Er zullen naar verwachting honderden miljarden euro’s per jaar aan publieke en private middelen nodig zijn om de Europese industrie te decarboniseren en tegelijk concurrerend te blijven op mondiaal niveau. Enkele gesprekspartners zien een belang voor Nederland om op EU-niveau te zorgen voor de benodigde middelen, omdat anders lidstaten zelf aan industriepolitiek gaan doen en dit tot een ongelijk speelveld binnen de EU zal kunnen leiden. Op dit moment zijn de nadelige effecten voor de industrie in Nederland van steunmaatregelen voor energie-intensieve industrieën in een aantal grote nabijgelegen EU-lidstaten al merkbaar. EU-coördinatie zal wel betekenen dat op Europees niveau dan financiële middelen beschikbaar moeten komen, waaronder mogelijk ook gezamenlijke leningen. In Brussel wordt zelfs al voorzichtig geopperd dat het coronaherstelfonds - waarvan afgesproken is dat dit een eenmalig fonds betreft dat een einddatum kent - mogelijk hiertoe verlengd zou kunnen worden.

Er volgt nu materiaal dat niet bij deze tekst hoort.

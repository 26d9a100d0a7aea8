//! Admin HTTP API for viewing and editing the relay config file.
//!
//! Changes are written straight to the TOML file; the poll loop picks them
//! up on its next pass. Every `/api` route needs `Authorization: Bearer`.

use std::path::PathBuf;
use std::sync::Arc;

use axum::{
    Json, Router,
    extract::{Request, State},
    http::{HeaderMap, StatusCode, header},
    middleware::{self, Next},
    response::{IntoResponse, Response},
    routing::{get, put},
};
use secrecy::{ExposeSecret, SecretString};
use serde::Deserialize;
use subtle::ConstantTimeEq;
use tokio::sync::Mutex;
use tower_http::trace::TraceLayer;
use tracing::{info, warn};

use crate::config::{ConfigFile, TextSection};

const REDACTED: &str = "********";

/// Shared state for admin handlers.
#[derive(Clone)]
pub struct AdminState {
    config_path: Arc<PathBuf>,
    token: Arc<SecretString>,
    /// Serialises read-modify-write of the config file.
    write_lock: Arc<Mutex<()>>,
}

/// Build the admin router.
pub fn admin_routes(config_path: PathBuf, token: SecretString) -> Router {
    let state = AdminState {
        config_path: Arc::new(config_path),
        token: Arc::new(token),
        write_lock: Arc::new(Mutex::new(())),
    };

    // Token check runs ahead of the body extractors.
    let api = Router::new()
        .route("/api/config", get(get_config))
        .route("/api/config/text", put(update_text))
        .route_layer(middleware::from_fn_with_state(state.clone(), require_token));

    Router::new()
        .route("/health", get(health))
        .merge(api)
        .layer(TraceLayer::new_for_http())
        .with_state(state)
}

// ── Health ──────────────────────────────────────────────────────────────

async fn health() -> impl IntoResponse {
    Json(serde_json::json!({
        "status": "ok",
        "service": "mail-relay"
    }))
}

// ── Auth ────────────────────────────────────────────────────────────────

fn authorized(headers: &HeaderMap, token: &SecretString) -> bool {
    headers
        .get(header::AUTHORIZATION)
        .and_then(|v| v.to_str().ok())
        .and_then(|v| v.strip_prefix("Bearer "))
        .is_some_and(|given| {
            bool::from(
                given
                    .trim()
                    .as_bytes()
                    .ct_eq(token.expose_secret().as_bytes()),
            )
        })
}

/// Bearer-token middleware for every `/api` route.
async fn require_token(
    State(state): State<AdminState>,
    headers: HeaderMap,
    request: Request,
    next: Next,
) -> Response {
    if !authorized(&headers, &state.token) {
        return (
            StatusCode::UNAUTHORIZED,
            Json(serde_json::json!({"error": "Missing or invalid bearer token"})),
        )
            .into_response();
    }
    next.run(request).await
}

fn internal_error(e: impl std::fmt::Display) -> (StatusCode, Json<serde_json::Value>) {
    (
        StatusCode::INTERNAL_SERVER_ERROR,
        Json(serde_json::json!({"error": e.to_string()})),
    )
}

// ── Config ──────────────────────────────────────────────────────────────

/// Replace every secret with a placeholder.
pub fn redact(mut file: ConfigFile) -> ConfigFile {
    let mask = |s: &mut String| {
        if !s.is_empty() {
            *s = REDACTED.to_string();
        }
    };
    mask(&mut file.mailbox.password);
    if let Some(text) = file.text.as_mut() {
        mask(&mut text.auth_token);
    }
    if let Some(chat) = file.chat.as_mut() {
        mask(&mut chat.bot_token);
    }
    file
}

async fn get_config(State(state): State<AdminState>) -> impl IntoResponse {
    match ConfigFile::load(&state.config_path) {
        Ok(file) => (StatusCode::OK, Json(serde_json::json!(redact(file)))),
        Err(e) => internal_error(e),
    }
}

/// Partial update of the `[text]` table. Absent fields are left alone; a
/// blank `auth_token` keeps the stored one.
#[derive(Debug, Default, Deserialize)]
pub struct TextUpdate {
    pub enabled: Option<bool>,
    pub account_sid: Option<String>,
    pub auth_token: Option<String>,
    pub from_number: Option<String>,
    pub destination_number: Option<String>,
    pub max_length: Option<usize>,
}

impl TextUpdate {
    fn apply(self, text: &mut TextSection) {
        if let Some(enabled) = self.enabled {
            text.enabled = enabled;
        }
        if let Some(sid) = self.account_sid {
            text.account_sid = sid.trim().to_string();
        }
        if let Some(token) = self.auth_token.filter(|t| !t.trim().is_empty()) {
            text.auth_token = token.trim().to_string();
        }
        if let Some(from) = self.from_number {
            text.from_number = from.trim().to_string();
        }
        if let Some(dest) = self.destination_number {
            text.destination_number = dest.trim().to_string();
        }
        if let Some(max) = self.max_length {
            text.max_length = Some(max);
        }
    }
}

async fn update_text(
    State(state): State<AdminState>,
    Json(update): Json<TextUpdate>,
) -> impl IntoResponse {
    if update.max_length == Some(0) {
        return (
            StatusCode::BAD_REQUEST,
            Json(serde_json::json!({"error": "max_length must be greater than zero"})),
        );
    }

    let _guard = state.write_lock.lock().await;

    let mut file = match ConfigFile::load(&state.config_path) {
        Ok(file) => file,
        Err(e) => return internal_error(e),
    };
    update.apply(file.text.get_or_insert_with(TextSection::default));

    if let Err(e) = file.save(&state.config_path) {
        warn!(error = %e, "Failed to save configuration");
        return internal_error(e);
    }

    info!(path = %state.config_path.display(), "Text channel configuration saved");
    (StatusCode::OK, Json(serde_json::json!(redact(file).text)))
}
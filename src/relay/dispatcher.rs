//! Dispatcher — decode, fan out to channels, acknowledge.
//!
//! A message is marked processed iff at least one enabled channel
//! delivered it. A failed mark leaves the message unread, so it is
//! delivered again on a later pass (at-least-once).

use futures::future::join_all;
use tracing::{error, info, warn};

use crate::channels::{Channel, MessageRef};
use crate::config::MarkRetryPolicy;
use crate::decoder;
use crate::error::ChannelError;
use crate::mailbox::{MailboxSession, MessageId, RawMessage};

/// Result of one channel's delivery attempt.
#[derive(Debug)]
pub struct Delivery {
    pub channel: String,
    pub result: Result<MessageRef, ChannelError>,
}

impl Delivery {
    pub fn succeeded(&self) -> bool {
        self.result.is_ok()
    }
}

/// What happened to the source message after delivery.
#[derive(Debug, Clone, PartialEq, Eq)]
pub enum Acknowledgement {
    /// At least one channel delivered and the message was flagged.
    Marked,
    /// Delivered, but flagging failed; the message stays unread.
    MarkFailed(String),
    /// Every enabled channel failed.
    NotDelivered,
    /// No channel was enabled.
    NoChannels,
}

/// Per-message result.
#[derive(Debug)]
pub struct DispatchOutcome {
    pub message_id: MessageId,
    pub deliveries: Vec<Delivery>,
    pub acknowledgement: Acknowledgement,
}

impl DispatchOutcome {
    /// Whether any channel delivered the message.
    pub fn delivered(&self) -> bool {
        self.deliveries.iter().any(Delivery::succeeded)
    }

    pub fn marked(&self) -> bool {
        self.acknowledgement == Acknowledgement::Marked
    }
}

/// A message that could not be fetched and was skipped.
#[derive(Debug)]
pub struct FetchFailure {
    pub message_id: MessageId,
    pub reason: String,
}

/// Everything the dispatcher did for one pass.
#[derive(Debug, Default)]
pub struct DispatchSummary {
    pub outcomes: Vec<DispatchOutcome>,
    pub fetch_failures: Vec<FetchFailure>,
}

impl DispatchSummary {
    pub fn marked_count(&self) -> usize {
        self.outcomes.iter().filter(|o| o.marked()).count()
    }
}

/// Fans each message out to this pass's channels.
pub struct Dispatcher {
    channels: Vec<Box<dyn Channel>>,
    mark_policy: MarkRetryPolicy,
}

impl Dispatcher {
    pub fn new(channels: Vec<Box<dyn Channel>>, mark_policy: MarkRetryPolicy) -> Self {
        Self {
            channels,
            mark_policy,
        }
    }

    pub fn channel_names(&self) -> Vec<&str> {
        self.channels.iter().map(|c| c.name()).collect()
    }

    /// Fetch and dispatch every listed message, in order.
    ///
    /// A fetch failure skips that message only; the pass always runs to
    /// the end of `ids`.
    pub async fn dispatch_all(
        &self,
        session: &mut dyn MailboxSession,
        ids: &[MessageId],
    ) -> DispatchSummary {
        let mut summary = DispatchSummary::default();

        for id in ids {
            let raw = match session.fetch(id).await {
                Ok(raw) => raw,
                Err(e) => {
                    warn!(id = %id, error = %e, "Failed to fetch message — skipping");
                    summary.fetch_failures.push(FetchFailure {
                        message_id: id.clone(),
                        reason: e.to_string(),
                    });
                    continue;
                }
            };

            summary.outcomes.push(self.dispatch(session, &raw).await);
        }

        summary
    }

    /// Deliver one message and acknowledge it if any channel succeeded.
    pub async fn dispatch(
        &self,
        session: &mut dyn MailboxSession,
        raw: &RawMessage,
    ) -> DispatchOutcome {
        let message = decoder::decode(raw);

        let enabled: Vec<&dyn Channel> = self
            .channels
            .iter()
            .filter(|c| c.enabled())
            .map(|c| c.as_ref())
            .collect();

        if enabled.is_empty() {
            warn!(id = %raw.id, "No channels enabled — message left unread");
            return DispatchOutcome {
                message_id: raw.id.clone(),
                deliveries: Vec::new(),
                acknowledgement: Acknowledgement::NoChannels,
            };
        }

        let deliveries: Vec<Delivery> = join_all(enabled.into_iter().map(|channel| {
            let message = &message;
            async move {
                Delivery {
                    channel: channel.name().to_string(),
                    result: channel.send(message).await,
                }
            }
        }))
        .await;

        for delivery in &deliveries {
            match &delivery.result {
                Ok(reference) => info!(
                    id = %raw.id,
                    channel = %delivery.channel,
                    reference = %reference,
                    "Delivered message"
                ),
                Err(e) => warn!(
                    id = %raw.id,
                    channel = %delivery.channel,
                    error = %e,
                    "Channel delivery failed"
                ),
            }
        }

        let acknowledgement = if deliveries.iter().any(Delivery::succeeded) {
            self.acknowledge(session, &raw.id).await
        } else {
            warn!(id = %raw.id, "All channels failed — message left unread");
            Acknowledgement::NotDelivered
        };

        DispatchOutcome {
            message_id: raw.id.clone(),
            deliveries,
            acknowledgement,
        }
    }

    async fn acknowledge(
        &self,
        session: &mut dyn MailboxSession,
        id: &MessageId,
    ) -> Acknowledgement {
        let attempts = match self.mark_policy {
            MarkRetryPolicy::Defer => 1,
            MarkRetryPolicy::Immediate(extra) => extra.saturating_add(1),
        };

        let mut last_error = String::new();
        for attempt in 1..=attempts {
            match session.mark_processed(id).await {
                Ok(()) => {
                    info!(id = %id, "Marked message processed");
                    return Acknowledgement::Marked;
                }
                Err(e) => {
                    if attempt < attempts {
                        warn!(id = %id, attempt, error = %e, "Mark processed failed — retrying");
                    }
                    last_error = e.to_string();
                }
            }
        }

        error!(
            id = %id,
            error = %last_error,
            "Failed to mark message processed — it will be delivered again next pass"
        );
        Acknowledgement::MarkFailed(last_error)
    }
}

#[cfg(test)]
mod tests {
    use super::*;
    use crate::decoder::NormalizedMessage;
    use crate::error::MailboxError;
    use async_trait::async_trait;

    /// Session whose first `failures` marks are rejected.
    #[derive(Default)]
    struct FlakySession {
        failures: u32,
        attempts: u32,
        marked: Vec<MessageId>,
    }

    #[async_trait]
    impl MailboxSession for FlakySession {
        async fn list_unread(&mut self) -> Result<Vec<MessageId>, MailboxError> {
            Ok(Vec::new())
        }

        async fn fetch(&mut self, id: &MessageId) -> Result<RawMessage, MailboxError> {
            Ok(RawMessage {
                id: id.clone(),
                content: b"Subject: Alert\r\n\r\nbody".to_vec(),
            })
        }

        async fn mark_processed(&mut self, id: &MessageId) -> Result<(), MailboxError> {
            self.attempts += 1;
            if self.attempts <= self.failures {
                return Err(MailboxError::Mark {
                    id: id.to_string(),
                    reason: "rejected".into(),
                });
            }
            self.marked.push(id.clone());
            Ok(())
        }

        async fn close(self: Box<Self>) -> Result<(), MailboxError> {
            Ok(())
        }
    }

    struct Echo;

    #[async_trait]
    impl Channel for Echo {
        fn name(&self) -> &str {
            "echo"
        }

        fn enabled(&self) -> bool {
            true
        }

        async fn send(&self, message: &NormalizedMessage) -> Result<MessageRef, ChannelError> {
            Ok(message.subject.clone())
        }
    }

    fn echo() -> Vec<Box<dyn Channel>> {
        vec![Box::new(Echo)]
    }

    fn raw(id: &str) -> RawMessage {
        RawMessage {
            id: MessageId::new(id),
            content: b"Subject: Alert\r\n\r\nbody".to_vec(),
        }
    }

    #[tokio::test]
    async fn unbounded_retry_count_still_marks() {
        let dispatcher = Dispatcher::new(echo(), MarkRetryPolicy::Immediate(u32::MAX));
        let mut session = FlakySession {
            failures: 2,
            ..Default::default()
        };

        let outcome = dispatcher.dispatch(&mut session, &raw("1")).await;

        assert_eq!(outcome.acknowledgement, Acknowledgement::Marked);
        assert_eq!(session.attempts, 3);
        assert_eq!(session.marked, vec![MessageId::new("1")]);
    }

    #[tokio::test]
    async fn defer_tries_once() {
        let dispatcher = Dispatcher::new(echo(), MarkRetryPolicy::Defer);
        let mut session = FlakySession {
            failures: 1,
            ..Default::default()
        };

        let outcome = dispatcher.dispatch(&mut session, &raw("2")).await;

        assert!(matches!(outcome.acknowledgement, Acknowledgement::MarkFailed(_)));
        assert_eq!(session.attempts, 1);
        assert!(outcome.delivered());
    }
}
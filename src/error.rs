//! Error types for the mail relay.

/// Errors that abort preparing a pass. Mailbox and decode failures are
/// handled where they happen and never reach this type.
#[derive(Debug, thiserror::Error)]
pub enum Error {
    #[error("Configuration error: {0}")]
    Config(#[from] ConfigError),

    #[error("Channel error: {0}")]
    Channel(#[from] ChannelError),
}

/// Configuration-related errors. Fatal to the current pass only.
#[derive(Debug, thiserror::Error)]
pub enum ConfigError {
    #[error("Missing required configuration: {key}. {hint}")]
    MissingRequired { key: String, hint: String },

    #[error("Invalid configuration value for {key}: {message}")]
    InvalidValue { key: String, message: String },

    #[error("Failed to parse configuration: {0}")]
    ParseError(String),

    #[error("IO error: {0}")]
    Io(#[from] std::io::Error),
}

/// Mailbox provider errors.
#[derive(Debug, thiserror::Error)]
pub enum MailboxError {
    #[error("Failed to connect to {host}: {reason}")]
    Connection { host: String, reason: String },

    #[error("Mailbox login rejected for {username}: {reason}")]
    Auth { username: String, reason: String },

    #[error("Mailbox protocol error during {command}: {reason}")]
    Protocol { command: String, reason: String },

    #[error("Failed to fetch message {id}: {reason}")]
    Fetch { id: String, reason: String },

    #[error("Failed to mark message {id} processed: {reason}")]
    Mark { id: String, reason: String },

    #[error("Mailbox session already closed")]
    SessionClosed,

    #[error("IO error: {0}")]
    Io(#[from] std::io::Error),
}

/// Outbound channel errors. Scoped to one channel and one message.
#[derive(Debug, thiserror::Error)]
pub enum ChannelError {
    #[error("Failed to send on channel {name}: {reason}")]
    SendFailed { name: String, reason: String },

    #[error("Authentication failed for channel {name}: {reason}")]
    AuthFailed { name: String, reason: String },

    #[error("Invalid response from channel {name}: {reason}")]
    InvalidResponse { name: String, reason: String },

    #[error("HTTP error: {0}")]
    Http(#[from] reqwest::Error),
}

/// Message decoding errors. Never escape the decoder; degraded to empty fields.
#[derive(Debug, thiserror::Error)]
pub enum DecodeError {
    #[error("Message could not be parsed")]
    Unparseable,

    #[error("Message has no payload")]
    MissingPayload,

    #[error("Payload is not valid UTF-8: {0}")]
    InvalidUtf8(#[from] std::str::Utf8Error),
}

/// Result type alias for the relay.
pub type Result<T> = std::result::Result<T, Error>;
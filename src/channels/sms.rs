//! SMS channel — Twilio Programmable Messaging.

use async_trait::async_trait;
use secrecy::ExposeSecret;
use serde::Deserialize;

use crate::channels::{Channel, MessageRef};
use crate::config::{TextChannelSettings, TextFormat};
use crate::decoder::NormalizedMessage;
use crate::error::ChannelError;

const CHANNEL_NAME: &str = "sms";

/// Relays messages as a single SMS to one destination number.
pub struct SmsChannel {
    settings: TextChannelSettings,
    client: reqwest::Client,
}

#[derive(Debug, Deserialize)]
struct TwilioMessage {
    sid: String,
}

#[derive(Debug, Deserialize)]
struct TwilioError {
    #[serde(default)]
    code: Option<u32>,
    #[serde(default)]
    message: String,
}

impl SmsChannel {
    pub fn new(settings: TextChannelSettings, client: reqwest::Client) -> Self {
        Self { settings, client }
    }

    fn messages_url(&self) -> String {
        format!(
            "{}/2010-04-01/Accounts/{}/Messages.json",
            self.settings.api_base.trim_end_matches('/'),
            self.settings.account_sid
        )
    }

    /// Build the SMS text for `message`, capped at the configured length.
    pub fn payload(&self, message: &NormalizedMessage) -> String {
        build_text(message, self.settings.format, self.settings.max_length)
    }
}

/// Assemble the SMS text and keep its first `max_length` characters.
///
/// Never splits into multiple messages; anything past the limit is dropped.
pub fn build_text(message: &NormalizedMessage, format: TextFormat, max_length: usize) -> String {
    let full = match format {
        TextFormat::SubjectAndBody => format!("{}:{}", message.subject, message.body),
        TextFormat::BodyOnly => message.body.clone(),
    };
    truncate_chars(&full, max_length)
}

/// First `max` characters of `s` (not bytes, so multi-byte text is never cut mid-char).
pub fn truncate_chars(s: &str, max: usize) -> String {
    match s.char_indices().nth(max) {
        Some((idx, _)) => s[..idx].to_string(),
        None => s.to_string(),
    }
}

#[async_trait]
impl Channel for SmsChannel {
    fn name(&self) -> &str {
        CHANNEL_NAME
    }

    fn enabled(&self) -> bool {
        true
    }

    async fn send(&self, message: &NormalizedMessage) -> Result<MessageRef, ChannelError> {
        let body = self.payload(message);
        let form = [
            ("To", self.settings.destination_number.as_str()),
            ("From", self.settings.from_number.as_str()),
            ("Body", body.as_str()),
        ];

        let resp = self
            .client
            .post(self.messages_url())
            .basic_auth(
                &self.settings.account_sid,
                Some(self.settings.auth_token.expose_secret()),
            )
            .form(&form)
            .send()
            .await
            .map_err(|e| ChannelError::SendFailed {
                name: CHANNEL_NAME.into(),
                reason: e.to_string(),
            })?;

        let status = resp.status();
        if !status.is_success() {
            let text = resp.text().await.unwrap_or_default();
            let reason = match serde_json::from_str::<TwilioError>(&text) {
                Ok(err) => match err.code {
                    Some(code) => format!("{status}: {} (code {code})", err.message),
                    None => format!("{status}: {}", err.message),
                },
                Err(_) => format!("{status}: {text}"),
            };
            return Err(if status.as_u16() == 401 {
                ChannelError::AuthFailed {
                    name: CHANNEL_NAME.into(),
                    reason,
                }
            } else {
                ChannelError::SendFailed {
                    name: CHANNEL_NAME.into(),
                    reason,
                }
            });
        }

        let message: TwilioMessage =
            resp.json()
                .await
                .map_err(|e| ChannelError::InvalidResponse {
                    name: CHANNEL_NAME.into(),
                    reason: e.to_string(),
                })?;

        tracing::debug!(sid = %message.sid, chars = body.chars().count(), "Twilio accepted SMS");
        Ok(message.sid)
    }
}

#[cfg(test)]
mod tests {
    use super::*;
    use secrecy::SecretString;

    fn settings(max_length: usize, format: TextFormat) -> TextChannelSettings {
        TextChannelSettings {
            account_sid: "AC123".into(),
            auth_token: SecretString::from("token"),
            from_number: "+15550001".into(),
            destination_number: "+15550002".into(),
            max_length,
            format,
            api_base: "https://api.twilio.com/".into(),
        }
    }

    fn channel(max_length: usize, format: TextFormat) -> SmsChannel {
        SmsChannel::new(settings(max_length, format), reqwest::Client::new())
    }

    #[test]
    fn combined_payload_at_limit_is_unchanged() {
        let ch = channel(20, TextFormat::SubjectAndBody);
        let payload = ch.payload(&NormalizedMessage::new("Alert", "Pressure high"));
        assert_eq!(payload, "Alert:Pressure high");
        assert!(payload.chars().count() <= 20);
    }

    #[test]
    fn long_payload_keeps_first_n_chars() {
        let body = "x".repeat(50);
        let msg = NormalizedMessage::new("Alert", body.clone());
        let ch = channel(20, TextFormat::SubjectAndBody);

        let payload = ch.payload(&msg);
        let full = format!("Alert:{body}");
        assert_eq!(payload.chars().count(), 20);
        assert_eq!(payload, full.chars().take(20).collect::<String>());
    }

    #[test]
    fn body_only_format_drops_subject() {
        let ch = channel(1600, TextFormat::BodyOnly);
        assert_eq!(
            ch.payload(&NormalizedMessage::new("Alert", "Pressure high")),
            "Pressure high"
        );
    }

    #[test]
    fn body_only_truncates_body() {
        let ch = channel(4, TextFormat::BodyOnly);
        assert_eq!(ch.payload(&NormalizedMessage::new("s", "abcdefg")), "abcd");
    }

    #[test]
    fn empty_message_still_has_separator() {
        let ch = channel(1600, TextFormat::SubjectAndBody);
        assert_eq!(ch.payload(&NormalizedMessage::default()), ":");
    }

    #[test]
    fn truncation_counts_characters_not_bytes() {
        assert_eq!(truncate_chars("ääää", 2), "ää");
        assert_eq!(truncate_chars("日本語テキスト", 3), "日本語");
        assert_eq!(truncate_chars("short", 10), "short");
        assert_eq!(truncate_chars("exact", 5), "exact");
        assert_eq!(truncate_chars("", 3), "");
    }

    #[test]
    fn messages_url_trims_trailing_slash() {
        let ch = channel(10, TextFormat::SubjectAndBody);
        assert_eq!(
            ch.messages_url(),
            "https://api.twilio.com/2010-04-01/Accounts/AC123/Messages.json"
        );
    }

    #[test]
    fn sms_channel_name() {
        let ch = channel(10, TextFormat::SubjectAndBody);
        assert_eq!(ch.name(), "sms");
        assert!(ch.enabled());
    }

    #[tokio::test]
    async fn send_to_unreachable_host_fails() {
        let mut s = settings(10, TextFormat::SubjectAndBody);
        s.api_base = "http://127.0.0.1:9".into();
        let ch = SmsChannel::new(s, reqwest::Client::new());
        let result = ch.send(&NormalizedMessage::new("a", "b")).await;
        assert!(matches!(result, Err(ChannelError::SendFailed { .. })));
    }
}
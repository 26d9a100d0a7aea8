//! Mail relay — forwards unread mailbox messages to SMS and chat channels.

pub mod admin;
pub mod channels;
pub mod config;
pub mod decoder;
pub mod error;
pub mod mailbox;
pub mod relay;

Door alle Brusselse gesprekspartners werd ook verwezen naar het aangekondigde rapport van de heer Mario Draghi, voormalig minister-president van Italië en voormalig president van de Europese Centrale Bank. De heer Draghi werkt momenteel in opdracht van de Commissie aan een rapport over de Europese concurrentiekracht en kijkt hierbij naar de EU als geheel, en hoe het met de concurrentiekracht van de EU is gesteld in vergelijking met de VS en China. Vermoedelijk zal de heer Draghi in zijn rapport ook ingaan op benodigde investeringen. Een ander relevant initiatief dat ter sprake kwam is de Europese Industrietop die op 20 februari jl. in Antwerpen plaatsvond, op initiatief van het Belgisch Voorzitterschap. Tijdens deze top is een verklaring vastgesteld door een grote groep CEO’s uit het bedrijfsleven.2 In de verklaring geeft de industrie aan wat het nodig acht om het 2040-klimaatdoel zoals aanbevolen door de Commissie te kunnen behalen: zo dient de elektriciteitsproductie in de EU drastisch te worden opgeschaald en investeringen in de industrie in 2030-2040 moeten verzesvoudigd worden ten opzichte van de periode 2020-2030. Ook zou er een staatssteunkader voor energie-intensieve industrieën moeten komen, zodat het makkelijker wordt te investeren met publiek en privaat geld in schone technologieën. Verder wijst de industrie onder meer op de hoge kosten voor het gebruik van energie in de EU en dat er behoefte is aan “betaalbare hernieuwbare en nucleaire energie”.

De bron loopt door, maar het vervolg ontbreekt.